▶ **Your instructions**: Scan the material below and count each line with the string "derive". Reply with the count alone.

▶ **Supplied records**:

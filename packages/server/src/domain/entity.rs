//! エンティティ

use super::value_object::{Timestamp, Username};

/// 永続化されたチャットメッセージ
///
/// 一度保存されたら変更・削除されません。`username` は送信時点の表示名の
/// スナップショットであり、送信者が切断した後も有効です。
#[derive(Debug, Clone, PartialEq, Eq)]
pub struct ChatMessage {
    pub username: String,
    pub text: String,
    pub timestamp: Timestamp,
}

impl ChatMessage {
    pub fn new(username: impl Into<String>, text: impl Into<String>, timestamp: Timestamp) -> Self {
        Self {
            username: username.into(),
            text: text.into(),
            timestamp,
        }
    }
}

/// 接続ごとの状態
///
/// ```text
/// Connected ──join──▶ Joined ──disconnect──▶ Disconnected
///     └──────────────disconnect──────────────────┘
/// ```
#[derive(Debug, Clone, PartialEq, Eq)]
pub enum ConnectionState {
    /// 接続済み、表示名は未設定
    Connected,
    /// 表示名を設定済み
    Joined { username: Username },
    /// 切断済み（終端状態）
    Disconnected,
}

impl ConnectionState {
    /// `Joined` のときだけ表示名を返す
    pub fn username(&self) -> Option<&Username> {
        match self {
            Self::Joined { username } => Some(username),
            _ => None,
        }
    }

    pub fn is_disconnected(&self) -> bool {
        matches!(self, Self::Disconnected)
    }
}

#[cfg(test)]
mod tests {
    use super::*;

    #[test]
    fn test_username_only_available_when_joined() {
        // テスト項目: Joined 状態のときだけ表示名が取得できる
        // given (前提条件):
        let username = Username::compose("Ann", "Lee");
        let joined = ConnectionState::Joined {
            username: username.clone(),
        };

        // then (期待する結果):
        assert_eq!(joined.username(), Some(&username));
        assert_eq!(ConnectionState::Connected.username(), None);
        assert_eq!(ConnectionState::Disconnected.username(), None);
    }

    #[test]
    fn test_is_disconnected() {
        // テスト項目: Disconnected 状態だけが終端状態として判定される
        // then (期待する結果):
        assert!(ConnectionState::Disconnected.is_disconnected());
        assert!(!ConnectionState::Connected.is_disconnected());
    }
}
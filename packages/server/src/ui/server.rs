//! Server execution logic.

use std::sync::Arc;

use axum::{
    Router,
    http::Method,
    routing::{get, post},
};
use tower_http::{
    cors::{Any, CorsLayer},
    trace::TraceLayer,
};

use crate::usecase::{ChatCoordinator, GetOnlineUsersUseCase, VerifyUserUseCase};

use super::{
    handler::{health_check, online_users, verify_user, websocket_handler},
    signal::shutdown_signal,
    state::AppState,
};

/// Build the application router.
///
/// Exposed separately from [`Server::run`] so that tests can serve it on an ephemeral port.
pub fn router(app_state: Arc<AppState>) -> Router {
    let cors = CorsLayer::new()
        .allow_origin(Any)
        .allow_methods([Method::GET, Method::POST])
        .allow_headers(Any);

    Router::new()
        // WebSocket エンドポイント
        .route("/ws", get(websocket_handler))
        // HTTP エンドポイント
        .route("/verify-user", post(verify_user))
        .route("/api/health", get(health_check))
        .route("/api/users", get(online_users))
        .layer(cors)
        .layer(TraceLayer::new_for_http())
        .with_state(app_state)
}

/// Group chat server
///
/// # Example
///
/// ```ignore
/// let server = Server::new(coordinator, get_online_users_usecase);
/// server.run("0.0.0.0".to_string(), 5000).await?;
/// ```
pub struct Server {
    coordinator: Arc<ChatCoordinator>,
    get_online_users_usecase: Arc<GetOnlineUsersUseCase>,
}

impl Server {
    pub fn new(
        coordinator: Arc<ChatCoordinator>,
        get_online_users_usecase: Arc<GetOnlineUsersUseCase>,
    ) -> Self {
        Self {
            coordinator,
            get_online_users_usecase,
        }
    }

    /// Run the chat server until a shutdown signal is received
    ///
    /// # Errors
    ///
    /// Returns an error if the server fails to bind to the specified address or
    /// if there's an error during server execution.
    pub async fn run(self, host: String, port: u16) -> Result<(), Box<dyn std::error::Error>> {
        let app_state = Arc::new(AppState {
            coordinator: self.coordinator,
            verify_user_usecase: VerifyUserUseCase::new(),
            get_online_users_usecase: self.get_online_users_usecase,
        });
        let app = router(app_state);

        let bind_addr = format!("{}:{}", host, port);
        let listener = tokio::net::TcpListener::bind(&bind_addr).await?;

        tracing::info!("Chat server listening on {}", listener.local_addr()?);
        tracing::info!("Connect to: ws://{}/ws", bind_addr);
        tracing::info!("Press Ctrl+C to shutdown gracefully");

        axum::serve(listener, app)
            .with_graceful_shutdown(shutdown_signal())
            .await?;

        tracing::info!("Server shutdown complete");

        Ok(())
    }
}
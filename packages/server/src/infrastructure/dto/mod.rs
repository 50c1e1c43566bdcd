//! Data Transfer Objects (DTOs)
//!
//! - `websocket`: WebSocket フレーム（クライアント → サーバー / サーバー → クライアント）
//! - `http`: HTTP API のリクエスト・レスポンス
//! - `conversion`: ドメインモデルと DTO の変換

pub mod conversion;
pub mod http;
pub mod websocket;
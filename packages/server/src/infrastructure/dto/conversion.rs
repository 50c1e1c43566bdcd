//! Conversion logic between domain models and DTOs.

use hiroba_shared::time::timestamp_to_rfc3339;

use crate::domain::{ChatEvent, ChatMessage};
use crate::infrastructure::dto::websocket as dto;

impl From<&ChatMessage> for dto::ChatMessageDto {
    fn from(model: &ChatMessage) -> Self {
        Self {
            username: model.username.clone(),
            text: model.text.clone(),
            timestamp: timestamp_to_rfc3339(model.timestamp.value()),
        }
    }
}

impl From<&ChatEvent> for dto::ServerEvent {
    fn from(event: &ChatEvent) -> Self {
        match event {
            ChatEvent::UserJoined { username, message } => {
                Self::UserJoined(dto::UserJoinedPayload {
                    username: username.to_string(),
                    message: message.clone(),
                    kind: dto::NoticeKind::System,
                })
            }
            ChatEvent::PresenceUpdated(usernames) => {
                Self::UpdateUsers(usernames.iter().map(ToString::to_string).collect())
            }
            ChatEvent::History(messages) => {
                Self::Last20Messages(messages.iter().map(Into::into).collect())
            }
            ChatEvent::Typing { username } => Self::Typing(dto::TypingPayload {
                username: username.to_string(),
            }),
            ChatEvent::StopTyping { username } => Self::StopTyping(dto::TypingPayload {
                username: username.to_string(),
            }),
            ChatEvent::MessagePosted(message) => Self::Message(message.into()),
            ChatEvent::UserLeft { username, message } => Self::UserLeft(dto::UserLeftPayload {
                username: username.to_string(),
                message: message.clone(),
            }),
            ChatEvent::JoinRejected { reason } => Self::JoinRejected(dto::JoinRejectedPayload {
                error: reason.to_string(),
            }),
        }
    }
}

/// Encode a domain event as a WebSocket text frame.
pub fn encode_event(event: &ChatEvent) -> Result<String, serde_json::Error> {
    serde_json::to_string(&dto::ServerEvent::from(event))
}

#[cfg(test)]
mod tests {
    use super::*;
    use crate::domain::{NameValidationError, Timestamp, validate_name};
    use serde_json::json;

    #[test]
    fn test_chat_message_to_dto() {
        // テスト項目: ドメインのメッセージが RFC 3339 のタイムスタンプを持つ DTO に変換される
        // given (前提条件):
        let message = ChatMessage::new("Ann Lee", "hello", Timestamp::new(1672531200123));

        // when (操作):
        let dto_msg = dto::ChatMessageDto::from(&message);

        // then (期待する結果):
        assert_eq!(dto_msg.username, "Ann Lee");
        assert_eq!(dto_msg.text, "hello");
        assert_eq!(dto_msg.timestamp, "2023-01-01T00:00:00.123Z");
    }

    #[test]
    fn test_encode_joined_others_event() {
        // テスト項目: 他の参加者向けの参加通知がワイヤーフォーマットにエンコードされる
        // given (前提条件):
        let username = validate_name(Some("Ann"), Some("Lee")).unwrap();
        let event = ChatEvent::joined_others(username);

        // when (操作):
        let frame: serde_json::Value = serde_json::from_str(&encode_event(&event).unwrap()).unwrap();

        // then (期待する結果):
        assert_eq!(
            frame,
            json!({
                "event": "user-joined",
                "data": {"username": "Ann Lee", "message": "Ann Lee joined", "type": "system"}
            })
        );
    }

    #[test]
    fn test_encode_presence_and_left_events() {
        // テスト項目: オンライン一覧と退出通知がエンコードされる
        // given (前提条件):
        let ann = validate_name(Some("Ann"), Some("Lee")).unwrap();
        let bob = validate_name(Some("Bob"), Some("Ray")).unwrap();

        // when (操作):
        let presence = encode_event(&ChatEvent::PresenceUpdated(vec![ann.clone(), bob])).unwrap();
        let left = encode_event(&ChatEvent::left(ann)).unwrap();

        // then (期待する結果):
        let presence: serde_json::Value = serde_json::from_str(&presence).unwrap();
        let left: serde_json::Value = serde_json::from_str(&left).unwrap();
        assert_eq!(
            presence,
            json!({"event": "update-users", "data": ["Ann Lee", "Bob Ray"]})
        );
        assert_eq!(
            left,
            json!({"event": "user-left", "data": {"username": "Ann Lee", "message": "Ann Lee left"}})
        );
    }

    #[test]
    fn test_encode_join_rejected_event() {
        // テスト項目: 参加拒否の理由が人が読めるメッセージとしてエンコードされる
        // given (前提条件):
        let event = ChatEvent::JoinRejected {
            reason: NameValidationError::TooShort,
        };

        // when (操作):
        let frame: serde_json::Value = serde_json::from_str(&encode_event(&event).unwrap()).unwrap();

        // then (期待する結果):
        assert_eq!(frame["event"], "join-rejected");
        assert_eq!(
            frame["data"]["error"],
            "First name and last name must be at least 2 characters long"
        );
    }
}
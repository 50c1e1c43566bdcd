//! Repository trait 定義
//!
//! ドメイン層が必要とするデータアクセスのインターフェースを定義します。
//! 具体的な実装は Infrastructure 層が提供します（依存性の逆転）。

use async_trait::async_trait;

use super::{ChatMessage, ConnectionId, PersistenceError, Username};

/// メッセージストア
///
/// 追記専用のチャットメッセージのログ。新しい順に問い合わせることができます。
#[cfg_attr(test, mockall::automock)]
#[async_trait]
pub trait MessageRepository: Send + Sync {
    /// メッセージを追記する
    ///
    /// タイムスタンプはストア側で現在時刻が割り当てられます。
    async fn append(&self, username: &str, text: &str) -> Result<ChatMessage, PersistenceError>;

    /// 新しい方から `limit` 件のメッセージを取得し、古い順に並べて返す
    async fn recent(&self, limit: usize) -> Result<Vec<ChatMessage>, PersistenceError>;
}

/// オンライン中のユーザーの登録簿
///
/// 接続 ID と表示名の対応を保持し、「今誰がオンラインか」の唯一の情報源となります。
#[cfg_attr(test, mockall::automock)]
#[async_trait]
pub trait PresenceRegistry: Send + Sync {
    /// 接続 ID に表示名を登録する（既存のエントリは上書き）
    async fn register(&self, connection_id: ConnectionId, username: Username);

    /// 接続 ID のエントリを削除し、登録されていた表示名を返す
    ///
    /// 未登録の接続 ID に対しては何もせず `None` を返します。
    async fn unregister(&self, connection_id: &ConnectionId) -> Option<Username>;

    /// 現在オンラインの全ての表示名
    ///
    /// 順序は保証されません。
    async fn snapshot(&self) -> Vec<Username>;
}
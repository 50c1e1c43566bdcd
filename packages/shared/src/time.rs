//! Time-related utilities with clock abstraction for testability.
//!
//! Timestamps are Unix milliseconds in UTC.

use std::sync::atomic::{AtomicI64, Ordering};

use chrono::{DateTime, SecondsFormat, Utc};

/// Clock trait for dependency injection and testing
pub trait Clock: Send + Sync {
    /// Get current Unix timestamp (milliseconds, UTC)
    fn now_millis(&self) -> i64;
}

/// System clock implementation (uses actual system time)
#[derive(Debug, Clone, Copy, Default)]
pub struct SystemClock;

impl Clock for SystemClock {
    fn now_millis(&self) -> i64 {
        get_utc_timestamp()
    }
}

/// Fixed clock implementation for testing (returns a fixed time)
#[derive(Debug, Clone, Copy)]
pub struct FixedClock {
    fixed_time: i64,
}

impl FixedClock {
    /// Create a new fixed clock with the given timestamp
    pub fn new(fixed_time_millis: i64) -> Self {
        Self {
            fixed_time: fixed_time_millis,
        }
    }
}

impl Clock for FixedClock {
    fn now_millis(&self) -> i64 {
        self.fixed_time
    }
}

/// Clock that advances by a fixed step every time it is read.
///
/// Useful for tests that need strictly increasing, predictable timestamps.
#[derive(Debug)]
pub struct StepClock {
    next: AtomicI64,
    step: i64,
}

impl StepClock {
    /// Create a clock whose first reading is `start_millis`
    pub fn new(start_millis: i64, step_millis: i64) -> Self {
        Self {
            next: AtomicI64::new(start_millis),
            step: step_millis,
        }
    }
}

impl Clock for StepClock {
    fn now_millis(&self) -> i64 {
        self.next.fetch_add(self.step, Ordering::SeqCst)
    }
}

/// Get current Unix timestamp in UTC (milliseconds)
pub fn get_utc_timestamp() -> i64 {
    Utc::now().timestamp_millis()
}

/// Convert Unix timestamp (milliseconds) to RFC 3339 in UTC, e.g. `2023-01-01T00:00:00.123Z`
///
/// Out-of-range timestamps are rendered as the Unix epoch.
pub fn timestamp_to_rfc3339(timestamp_millis: i64) -> String {
    DateTime::<Utc>::from_timestamp_millis(timestamp_millis)
        .unwrap_or_default()
        .to_rfc3339_opts(SecondsFormat::Millis, true)
}
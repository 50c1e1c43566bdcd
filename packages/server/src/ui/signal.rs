//! Graceful shutdown signal handling.

use tokio::signal;

/// Resolves when the process receives Ctrl+C or SIGTERM.
pub async fn shutdown_signal() {
    let ctrl_c = async {
        if let Err(e) = signal::ctrl_c().await {
            tracing::error!("Failed to install Ctrl+C handler: {}", e);
            std::future::pending::<()>().await;
        }
    };

    #[cfg(unix)]
    let terminate = async {
        match signal::unix::signal(signal::unix::SignalKind::terminate()) {
            Ok(mut sigterm) => {
                sigterm.recv().await;
            }
            Err(e) => {
                tracing::error!("Failed to install SIGTERM handler: {}", e);
                std::future::pending::<()>().await;
            }
        }
    };

    #[cfg(not(unix))]
    let terminate = std::future::pending::<()>();

    tokio::select! {
        _ = ctrl_c => {},
        _ = terminate => {},
    }

    tracing::info!("Shutdown signal received, starting graceful shutdown");
}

▶ **The answer**: 5